“Time to say goodnight,” Baxter tells his daughter, lifting her to press a soft kiss goodbye on each cheek.
“But I want to hear about the party,” she protests, a pronounced V appearing between her brows.
“I’ll tell you about everything tomorrow,” I promise, stealing her from Baxter and giving her a kiss on her cheek hard enough to leave a trace of lipstick behind. “Look,” I tell her, aiming her at the large mirror. “Now you’re wearing makeup, too.”
I let her down and Feliks tries to grab her attention as we walk to the door, finally catching her hand to stop her running after us. The car is waiting outside, and the driver nods to me as he holds the back door open. “Thank you,” I tell him sweetly, realising I don’t know him at all. “What’s your name?”
He glances at Baxter before answering, “Michael,” so curtly that I guess a game of twenty questions is out.
The drive into the city doesn’t take long. I hold Baxter’s hand while peering out the window, watching the streets change as the evening deepens into night. A bunch of schoolkids is transformed into a group of hoodlums by virtue of the hour. A man leaning against the side of the building becomes a lurker, exuding menace.
Adrenaline dumps into my bloodstream as we pull up outside a restaurant and Michael leaps out to open the door. Baxter alights first, then offers me a hand to escape the confines of the back seat. Even with him by my side, I’m trembling, something I try to pass off as a shiver from the cold.
“It’ll be fine,” Baxter tells me as the doorman waves us inside. “Given the clientele, this is the safest spot in the city tonight.”
Sure, for him. An important man and recognised among this group of powerful degenerates.

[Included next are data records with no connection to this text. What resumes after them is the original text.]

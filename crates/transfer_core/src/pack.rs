use std::collections::HashMap;

use crate::merge::{CompletionSlot, CompletionSource, Offer};
use crate::view_model::{PackViewModel, ProgressBarView};
use crate::{
    format_estimated_size, format_file_size, AttemptId, DownloadLink, JobFilter, JobId,
    JobProgress, JobStatus, PackEffect, Phase, PopupError, PopupErrorKind, SizeSummary,
};

/// Hard ceiling for a generated pack archive.
pub const MAX_PACK_DOWNLOAD_BYTES: u64 = 15 * 1024 * 1024 * 1024;

const GENERIC_FAILURE: &str = "Pack generation failed";

const LINK_NOT_READY: &str = "Download link is not available yet. Please try again.";

/// State of one pack-download popup instance.
#[derive(Debug, Clone, PartialEq, Eq)]
pub struct PackDownloadState {
    open: bool,
    phase: Phase,
    attempt: AttemptId,
    ceiling_bytes: u64,
    size: SizeSummary,
    error: Option<PopupError>,
    /// Job whose events render; the proposed id until a reply names another.
    tracked: Option<JobId>,
    /// A start reply has named the tracked job.
    job_confirmed: bool,
    /// Latest event of every other job seen before the first reply, in case
    /// the reply names one of them.
    early: HashMap<JobId, JobProgress>,
    progress: Option<JobProgress>,
    completion: CompletionSlot<DownloadLink>,
    /// Start-or-fetch calls issued for this attempt and not yet answered.
    starts_in_flight: u32,
    /// The tracked job completed without a link; a refetch was issued.
    refetch_pending: bool,
    dirty: bool,
}

impl Default for PackDownloadState {
    fn default() -> Self {
        Self::new(MAX_PACK_DOWNLOAD_BYTES)
    }
}

impl PackDownloadState {
    pub fn new(ceiling_bytes: u64) -> Self {
        Self {
            open: false,
            phase: Phase::Confirm,
            attempt: 0,
            ceiling_bytes,
            size: SizeSummary::default(),
            error: None,
            tracked: None,
            job_confirmed: false,
            early: HashMap::new(),
            progress: None,
            completion: CompletionSlot::new(),
            starts_in_flight: 0,
            refetch_pending: false,
            dirty: false,
        }
    }

    pub fn is_open(&self) -> bool {
        self.open
    }

    pub fn phase(&self) -> Phase {
        self.phase
    }

    pub fn attempt(&self) -> AttemptId {
        self.attempt
    }

    pub fn tracked_job(&self) -> Option<&JobId> {
        self.tracked.as_ref()
    }

    pub fn link(&self) -> Option<&DownloadLink> {
        self.completion.settled().map(|c| &c.value)
    }

    pub fn completion_source(&self) -> Option<CompletionSource> {
        self.completion.settled().map(|c| c.source)
    }

    pub fn exceeds_ceiling(&self) -> bool {
        self.size.total_bytes > self.ceiling_bytes
    }

    pub fn consume_dirty(&mut self) -> bool {
        std::mem::take(&mut self.dirty)
    }

    pub fn view(&self) -> PackViewModel {
        let estimate = format_estimated_size(&self.size);
        let exceeds_limit = self.exceeds_ceiling();
        let progress_bar = match (&self.phase, &self.progress) {
            (Phase::Processing, Some(progress)) => Some(ProgressBarView {
                percent: progress.progress_percent.min(100),
                detail: detail_text(progress),
            }),
            _ => None,
        };
        PackViewModel {
            open: self.open,
            phase: self.phase,
            size_label: estimate.size_label,
            estimate_note: estimate.estimated_note,
            exceeds_limit,
            can_confirm: self.open && self.phase == Phase::Confirm && !exceeds_limit,
            error: self.error.clone(),
            progress_bar,
            link: self.link().cloned(),
            dirty: self.dirty,
        }
    }

    pub(crate) fn open(&mut self, size: SizeSummary) -> bool {
        if self.open {
            return false;
        }
        self.reset_attempt();
        self.open = true;
        self.size = size;
        self.dirty = true;
        true
    }

    pub(crate) fn close(&mut self) -> bool {
        if !self.open {
            return false;
        }
        self.reset_attempt();
        self.open = false;
        self.dirty = true;
        true
    }

    /// Back to confirm without an error; late replies and events become stale.
    pub(crate) fn reset_attempt(&mut self) {
        self.attempt += 1;
        self.phase = Phase::Confirm;
        self.error = None;
        self.forget_job();
        self.progress = None;
        self.completion.reset();
        self.starts_in_flight = 0;
        self.refetch_pending = false;
        self.dirty = true;
    }

    pub(crate) fn reject_oversized(&mut self) {
        let limit = format_file_size(self.ceiling_bytes);
        let estimate = format_file_size(self.size.total_bytes);
        self.error = Some(PopupError::new(
            PopupErrorKind::SizeExceeded,
            format!("Estimated size {estimate} exceeds the {limit} download limit."),
        ));
        self.dirty = true;
    }

    /// Enters processing already tracking `proposed_job_id`, so its progress
    /// renders while the start call is in flight. Other jobs stay visible until
    /// the reply confirms which job is ours.
    pub(crate) fn begin_attempt(&mut self, proposed_job_id: JobId, effects: &mut Vec<PackEffect>) {
        self.reset_attempt();
        self.phase = Phase::Processing;
        self.tracked = Some(proposed_job_id.clone());
        effects.push(PackEffect::SetJobFilter(JobFilter::AcceptAll));
        self.request_start(proposed_job_id, effects);
    }

    fn forget_job(&mut self) {
        self.tracked = None;
        self.job_confirmed = false;
        self.early.clear();
    }

    fn request_start(&mut self, proposed_job_id: JobId, effects: &mut Vec<PackEffect>) {
        self.starts_in_flight += 1;
        effects.push(PackEffect::StartJob {
            attempt: self.attempt,
            proposed_job_id,
        });
    }

    pub(crate) fn is_current(&self, attempt: AttemptId) -> bool {
        self.open && self.attempt == attempt && self.phase == Phase::Processing
    }

    /// Accounts for one answered start-or-fetch call of the current attempt.
    pub(crate) fn start_answered(&mut self) {
        self.starts_in_flight = self.starts_in_flight.saturating_sub(1);
    }

    pub(crate) fn fail(&mut self, error: PopupError, effects: &mut Vec<PackEffect>) {
        self.phase = Phase::Confirm;
        self.error = Some(error);
        self.forget_job();
        self.progress = None;
        self.refetch_pending = false;
        self.dirty = true;
        effects.push(PackEffect::SetJobFilter(JobFilter::Detached));
    }

    /// Offers a completion; only the accepted offer transitions and notifies.
    pub(crate) fn settle(
        &mut self,
        link: DownloadLink,
        source: CompletionSource,
        effects: &mut Vec<PackEffect>,
    ) {
        let url = link.url.clone();
        match self.completion.offer(link, source) {
            Offer::Accepted => {
                self.phase = Phase::Ready;
                self.forget_job();
                self.refetch_pending = false;
                self.error = None;
                self.dirty = true;
                effects.push(PackEffect::SetJobFilter(JobFilter::Detached));
                effects.push(PackEffect::NotifyReady { url });
            }
            Offer::AlreadySettled { .. } => {}
        }
    }

    /// Handles an enqueued reply. A job id other than the proposed one takes
    /// over and picks up whatever that job already reported.
    pub(crate) fn track(&mut self, job_id: JobId, effects: &mut Vec<PackEffect>) {
        if self.tracked.as_ref() == Some(&job_id) {
            if !self.job_confirmed {
                self.job_confirmed = true;
                self.early.clear();
                effects.push(PackEffect::SetJobFilter(JobFilter::Only(job_id)));
            } else if self.refetch_pending && self.starts_in_flight == 0 {
                // Completed without a link and the refetch enqueued it again.
                self.fail(PopupError::new(PopupErrorKind::JobStart, LINK_NOT_READY), effects);
            }
            return;
        }
        let reported = self.early.remove(&job_id);
        self.early.clear();
        self.tracked = Some(job_id.clone());
        self.job_confirmed = true;
        self.progress = None;
        self.refetch_pending = false;
        self.dirty = true;
        effects.push(PackEffect::SetJobFilter(JobFilter::Only(job_id)));
        if let Some(event) = reported {
            self.apply_tracked(event, effects);
        }
    }

    pub(crate) fn receive(&mut self, event: JobProgress, effects: &mut Vec<PackEffect>) {
        if !self.open || self.phase != Phase::Processing {
            return;
        }
        if self.tracked.as_ref() == Some(&event.job_id) {
            self.apply_tracked(event, effects);
        } else if !self.job_confirmed {
            let settled = self
                .early
                .get(&event.job_id)
                .is_some_and(|held| held.status.is_terminal());
            if !settled {
                self.early.insert(event.job_id.clone(), event);
            }
        }
    }

    fn apply_tracked(&mut self, event: JobProgress, effects: &mut Vec<PackEffect>) {
        if self.completion.is_settled() {
            return;
        }
        match event.status {
            JobStatus::Completed => {
                let job_id = event.job_id.clone();
                let link = event.result_url.as_deref().and_then(|url| {
                    DownloadLink::parse(url, Some(job_id.clone()), event.expires_at.clone())
                });
                self.progress = Some(event);
                self.dirty = true;
                match link {
                    Some(link) => self.settle(link, CompletionSource::ProgressEvent, effects),
                    None if !self.refetch_pending => {
                        // The archive exists server-side; the next start reply is a cache hit.
                        self.refetch_pending = true;
                        self.request_start(job_id, effects);
                    }
                    None => {}
                }
            }
            JobStatus::Failed => {
                let message = event
                    .error_message
                    .clone()
                    .filter(|m| !m.trim().is_empty())
                    .unwrap_or_else(|| GENERIC_FAILURE.to_string());
                self.fail(PopupError::new(PopupErrorKind::JobFailed, message), effects);
            }
            JobStatus::Queued
            | JobStatus::Processing
            | JobStatus::Zipping
            | JobStatus::Uploading => {
                self.progress = Some(event);
                self.dirty = true;
            }
        }
    }
}

fn detail_text(progress: &JobProgress) -> String {
    match progress.status {
        JobStatus::Processing => match &progress.current_item {
            Some(item) => match (progress.processed_items, progress.total_items) {
                (Some(done), Some(total)) if total > 0 => {
                    format!("Unpacking: {item} ({done} / {total})")
                }
                _ => format!("Unpacking: {item}"),
            },
            None => "This may take a moment depending on the total size of the pack.".to_string(),
        },
        JobStatus::Zipping => "Creating zip file...".to_string(),
        JobStatus::Uploading => "Uploading to storage...".to_string(),
        JobStatus::Queued => "Waiting for a free worker...".to_string(),
        JobStatus::Completed => "Finalizing download link...".to_string(),
        JobStatus::Failed => String::new(),
    }
}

It’s not as safe for someone who wound up here by accident. Someone who just wanted to go home and put her feet up and would have if her servile boss hadn’t got mixed up in something well above his pay grade.

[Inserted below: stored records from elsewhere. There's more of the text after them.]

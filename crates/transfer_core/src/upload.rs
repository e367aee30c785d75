use std::path::PathBuf;

use crate::view_model::{LevelFileRow, UploadProgressView, UploadViewModel};
use crate::{
    format_file_size, Phase, PopupError, PopupErrorKind, SessionId, UploadEffect, UploadReceipt,
    UploadStage, UploadStatus,
};

/// Default ceiling for a single level archive.
pub const MAX_UPLOAD_BYTES: u64 = 1024 * 1024 * 1024;

/// One in-progress file transfer.
#[derive(Debug, Clone, PartialEq, Eq)]
pub struct UploadSession {
    pub id: SessionId,
    pub file_name: String,
    pub file_id: Option<String>,
    pub total_bytes: u64,
    pub bytes_sent: u64,
    pub status: UploadStatus,
}

impl UploadSession {
    pub fn percent(&self) -> u8 {
        if self.total_bytes == 0 {
            return 0;
        }
        ((self.bytes_sent.min(self.total_bytes) as u128 * 100) / self.total_bytes as u128) as u8
    }
}

/// State of one level-upload popup instance.
#[derive(Debug, Clone, PartialEq, Eq)]
pub struct LevelUploadState {
    open: bool,
    phase: Phase,
    max_upload_bytes: u64,
    next_session: SessionId,
    session: Option<UploadSession>,
    error: Option<PopupError>,
    close_prompt: bool,
    delete_prompt: bool,
    delete_pending: bool,
    has_current_file: bool,
    receipt: Option<UploadReceipt>,
    highlighted: Option<String>,
    target: Option<String>,
    selection_pending: bool,
    dirty: bool,
}

impl Default for LevelUploadState {
    fn default() -> Self {
        Self::new(MAX_UPLOAD_BYTES)
    }
}

impl LevelUploadState {
    pub fn new(max_upload_bytes: u64) -> Self {
        Self {
            open: false,
            phase: Phase::Confirm,
            max_upload_bytes,
            next_session: 1,
            session: None,
            error: None,
            close_prompt: false,
            delete_prompt: false,
            delete_pending: false,
            has_current_file: false,
            receipt: None,
            highlighted: None,
            target: None,
            selection_pending: false,
            dirty: false,
        }
    }

    pub fn is_open(&self) -> bool {
        self.open
    }

    pub fn phase(&self) -> Phase {
        self.phase
    }

    pub fn session(&self) -> Option<&UploadSession> {
        self.session.as_ref()
    }

    pub fn consume_dirty(&mut self) -> bool {
        std::mem::take(&mut self.dirty)
    }

    pub fn view(&self) -> UploadViewModel {
        let progress = self.session.as_ref().map(|session| UploadProgressView {
            file_name: session.file_name.clone(),
            status: session.status,
            bytes_sent: session.bytes_sent,
            total_bytes: session.total_bytes,
            percent: session.percent(),
            label: progress_label(session),
        });
        let level_files = self
            .receipt
            .as_ref()
            .map(|receipt| {
                receipt
                    .level_files
                    .iter()
                    .map(|file| LevelFileRow {
                        path: file.path.clone(),
                        name: file.name.clone(),
                        size_label: file.size_bytes.map(format_file_size),
                        highlighted: self.highlighted.as_deref() == Some(file.path.as_str()),
                        is_target: self.target.as_deref() == Some(file.path.as_str()),
                    })
                    .collect()
            })
            .unwrap_or_default();
        UploadViewModel {
            open: self.open,
            phase: self.phase,
            progress,
            error: self.error.clone(),
            awaiting_close_confirmation: self.close_prompt,
            awaiting_delete_confirmation: self.delete_prompt,
            can_delete: self.can_delete(),
            dl_link: self.receipt.as_ref().map(|r| r.dl_link.clone()),
            level_files,
            can_select: self.can_select(),
            dirty: self.dirty,
        }
    }

    pub(crate) fn is_active(&self) -> bool {
        self.session.is_some()
    }

    fn active_session_mut(&mut self, id: SessionId) -> Option<&mut UploadSession> {
        self.session.as_mut().filter(|s| s.id == id)
    }

    pub(crate) fn open(&mut self, has_current_file: bool) -> bool {
        if self.open {
            return false;
        }
        let max_upload_bytes = self.max_upload_bytes;
        let next_session = self.next_session;
        *self = Self::new(max_upload_bytes);
        self.next_session = next_session;
        self.open = true;
        self.has_current_file = has_current_file;
        self.dirty = true;
        true
    }

    pub(crate) fn close(&mut self, effects: &mut Vec<UploadEffect>) {
        self.open = false;
        self.close_prompt = false;
        self.delete_prompt = false;
        self.dirty = true;
        effects.push(UploadEffect::Dismiss);
    }

    pub(crate) fn start(
        &mut self,
        path: PathBuf,
        file_name: String,
        total_bytes: u64,
        effects: &mut Vec<UploadEffect>,
    ) {
        if !self.open || self.is_active() || self.delete_pending {
            return;
        }
        if let Some(error) = self.check_file(&file_name, total_bytes) {
            self.error = Some(error);
            self.dirty = true;
            return;
        }
        let id = self.next_session;
        self.next_session += 1;
        self.session = Some(UploadSession {
            id,
            file_name: file_name.clone(),
            file_id: None,
            total_bytes,
            bytes_sent: 0,
            status: UploadStatus::Sending,
        });
        self.phase = Phase::Processing;
        self.error = None;
        self.receipt = None;
        self.highlighted = None;
        self.target = None;
        self.dirty = true;
        effects.push(UploadEffect::StartUpload {
            session: id,
            path,
            file_name,
            total_bytes,
        });
    }

    fn check_file(&self, file_name: &str, total_bytes: u64) -> Option<PopupError> {
        if !file_name.to_ascii_lowercase().ends_with(".zip") {
            return Some(PopupError::new(
                PopupErrorKind::Validation,
                "Invalid file type. Please upload a zip file.",
            ));
        }
        if total_bytes == 0 {
            return Some(PopupError::new(
                PopupErrorKind::Validation,
                "The selected file is empty.",
            ));
        }
        if total_bytes > self.max_upload_bytes {
            return Some(PopupError::new(
                PopupErrorKind::SizeExceeded,
                format!(
                    "File is {} which exceeds the {} upload limit.",
                    format_file_size(total_bytes),
                    format_file_size(self.max_upload_bytes)
                ),
            ));
        }
        None
    }

    pub(crate) fn assign_file_id(&mut self, id: SessionId, file_id: String) {
        if let Some(session) = self.active_session_mut(id) {
            session.file_id = Some(file_id);
            self.dirty = true;
        }
    }

    pub(crate) fn acknowledge(&mut self, id: SessionId, bytes_sent: u64) {
        if let Some(session) = self.active_session_mut(id) {
            let clamped = bytes_sent.min(session.total_bytes);
            if session.status == UploadStatus::Sending && clamped > session.bytes_sent {
                session.bytes_sent = clamped;
                self.dirty = true;
            }
        }
    }

    pub(crate) fn advance(&mut self, id: SessionId, stage: UploadStage) {
        if let Some(session) = self.active_session_mut(id) {
            let next = match stage {
                UploadStage::Validating => UploadStatus::Validating,
                UploadStage::Committing => UploadStatus::Committing,
            };
            if next != session.status {
                session.bytes_sent = session.total_bytes;
                session.status = next;
                self.dirty = true;
            }
        }
    }

    pub(crate) fn complete(
        &mut self,
        id: SessionId,
        receipt: UploadReceipt,
        effects: &mut Vec<UploadEffect>,
    ) {
        if self.active_session_mut(id).is_none() {
            return;
        }
        self.session = None;
        self.has_current_file = true;
        self.close_prompt = false;
        self.phase = Phase::Ready;
        self.dirty = true;
        effects.push(UploadEffect::NotifyUploaded {
            dl_link: receipt.dl_link.clone(),
        });
        let needs_selection = receipt.level_files.len() > 1;
        self.receipt = Some(receipt);
        if !needs_selection && self.open {
            self.close(effects);
        }
    }

    pub(crate) fn fail(&mut self, id: SessionId, error: PopupError) {
        if self.active_session_mut(id).is_none() {
            return;
        }
        self.session = None;
        self.phase = Phase::Confirm;
        self.error = Some(error);
        self.close_prompt = false;
        self.dirty = true;
    }

    /// Silent end of a session the engine observed being aborted.
    pub(crate) fn cancelled(&mut self, id: SessionId) {
        if self.active_session_mut(id).is_none() {
            return;
        }
        self.session = None;
        self.phase = Phase::Confirm;
        self.dirty = true;
    }

    /// Drops the active session and asks the host to abort it.
    pub(crate) fn abort(&mut self, effects: &mut Vec<UploadEffect>) -> bool {
        let Some(session) = self.session.take() else {
            return false;
        };
        self.phase = Phase::Confirm;
        self.close_prompt = false;
        self.dirty = true;
        effects.push(UploadEffect::AbortUpload {
            session: session.id,
        });
        true
    }

    pub(crate) fn request_close(&mut self, effects: &mut Vec<UploadEffect>) {
        if !self.open {
            return;
        }
        if self.is_active() {
            if !self.close_prompt {
                self.close_prompt = true;
                self.dirty = true;
                effects.push(UploadEffect::AskCloseConfirmation);
            }
            return;
        }
        self.close(effects);
    }

    pub(crate) fn confirm_close(&mut self, effects: &mut Vec<UploadEffect>) {
        if !self.close_prompt {
            return;
        }
        self.abort(effects);
        self.close(effects);
    }

    pub(crate) fn dismiss_close(&mut self) {
        if self.close_prompt {
            self.close_prompt = false;
            self.dirty = true;
        }
    }

    fn can_select(&self) -> bool {
        self.phase == Phase::Ready
            && !self.selection_pending
            && self.highlighted.is_some()
            && self.highlighted != self.target
    }

    pub(crate) fn highlight(&mut self, path: String) {
        let known = self
            .receipt
            .as_ref()
            .is_some_and(|r| r.level_files.iter().any(|f| f.path == path));
        if known && self.phase == Phase::Ready {
            self.highlighted = Some(path);
            self.error = None;
            self.dirty = true;
        }
    }

    pub(crate) fn request_selection(&mut self, effects: &mut Vec<UploadEffect>) {
        if !self.can_select() {
            return;
        }
        if let Some(path) = self.highlighted.clone() {
            self.selection_pending = true;
            self.dirty = true;
            effects.push(UploadEffect::SelectTargetLevel { path });
        }
    }

    pub(crate) fn resolve_selection(
        &mut self,
        result: Result<String, PopupError>,
        effects: &mut Vec<UploadEffect>,
    ) {
        if !self.selection_pending {
            return;
        }
        self.selection_pending = false;
        self.dirty = true;
        match result {
            Ok(path) => {
                self.target = Some(path);
                if self.open {
                    self.close(effects);
                }
            }
            Err(error) => self.error = Some(error),
        }
    }

    fn can_delete(&self) -> bool {
        self.open && self.has_current_file && !self.is_active() && !self.delete_pending
    }

    pub(crate) fn request_delete(&mut self, effects: &mut Vec<UploadEffect>) {
        if self.can_delete() && !self.delete_prompt {
            self.delete_prompt = true;
            self.dirty = true;
            effects.push(UploadEffect::AskDeleteConfirmation);
        }
    }

    pub(crate) fn confirm_delete(&mut self, effects: &mut Vec<UploadEffect>) {
        if !self.delete_prompt {
            return;
        }
        self.delete_prompt = false;
        self.delete_pending = true;
        self.dirty = true;
        effects.push(UploadEffect::DeleteCurrentFile);
    }

    pub(crate) fn dismiss_delete(&mut self) {
        if self.delete_prompt {
            self.delete_prompt = false;
            self.dirty = true;
        }
    }

    pub(crate) fn resolve_delete(
        &mut self,
        result: Result<(), PopupError>,
        effects: &mut Vec<UploadEffect>,
    ) {
        if !self.delete_pending {
            return;
        }
        self.delete_pending = false;
        self.dirty = true;
        match result {
            Ok(()) => {
                self.has_current_file = false;
                self.receipt = None;
                if self.open {
                    self.close(effects);
                }
            }
            Err(error) => self.error = Some(error),
        }
    }
}

fn progress_label(session: &UploadSession) -> String {
    match session.status {
        UploadStatus::Sending => format!(
            "Uploading... {}% ({} / {})",
            session.percent(),
            format_file_size(session.bytes_sent),
            format_file_size(session.total_bytes)
        ),
        UploadStatus::Validating => "Verifying uploaded chunks...".to_string(),
        UploadStatus::Committing => "Processing level archive...".to_string(),
    }
}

A promise to marry is as flimsy as tissue paper. I don’t even have a ring to wave in someone’s face.
But my misgivings are soon washed away in a flood of introductions. There are so many names thrown at me in such a brief space of time that I can’t catch hold of any of them. Even the weird ones. Especially the weird ones.
It’s overwhelming.
Strange, too, to see Baxter in his natural environment. There’s a constant undercurrent of respect in every word sent his way, every sideways glance, every gesture.
I mean, the staff at home show respect too, just not in such a posturing way. Here, they want to beseento show it as well, turning the whole interaction into an elaborate dance.
Finally, we’re guided to a table. I watch Baxter survey the immediate surrounds, categorising and evaluating the people seated near and at our table to ensure he’s being treated according to his station.
The thought of passing every interaction through this internal check system exhausts me but Baxter shows no signs of flagging. His smiles are genuine, his greetings warm.
He’s on the inside, among his people. Even with his arm around me, I’m shut out.
“Excuse me,” I whisper when it seems taking a seat doesn’t present a danger of us eating anytime soon. “Just going to the bathroom.”
Baxter squeezes my upper arm and nods, eyes trailing my every step as I meander through the confusion of tables to exit the room. The main restaurant empties into a wide hallway, and I head for the ladies sign on the right, giving a small sigh as I walk inside, and the door swings closed behind me.
It would be nice to hide out here for the remainder of the evening. There’s a cute waiting area with soft seating and mirrors where women can touch up their makeup or have a chat while waiting for a cubicle to become free.
Not that it’s needed right now. I’m the only one in here.
I wash my hands, running the cold water over my wrists until they’re numb. My stomach grumbles, reminding me how long it’s been since lunch. Not that I should care, if I don’t start paying more attention to what I’m eating, I’ll soon swell to ten sizes larger.
“Has he ‘broken’ a condom, yet?”
Alice’s snide voice saunters into my brain and refuses to leave. I haven’t had time to think since yesterday.
No… that’s not true. I have had time. I haven’t wanted to.
I don’t want whatever Baxter and I have to be filtered through her experience.
But now the first piercing has been made, I can’t stop it. I put my hand on my abdomen and turn sideways. Silly. Even if he had knocked me up, a two-day-old foetus isn’t going to be visible. Not without some post-graduate level microscopes.
My imagination helpfully supplies the missing images. Adds a few mini movies where Sophia is accompanied by some shadowy future child so I can give my maternal instinct a test-drive as well.
I don’t hate the idea. If it comes as part of the Baxter package, I don’t hate it at all.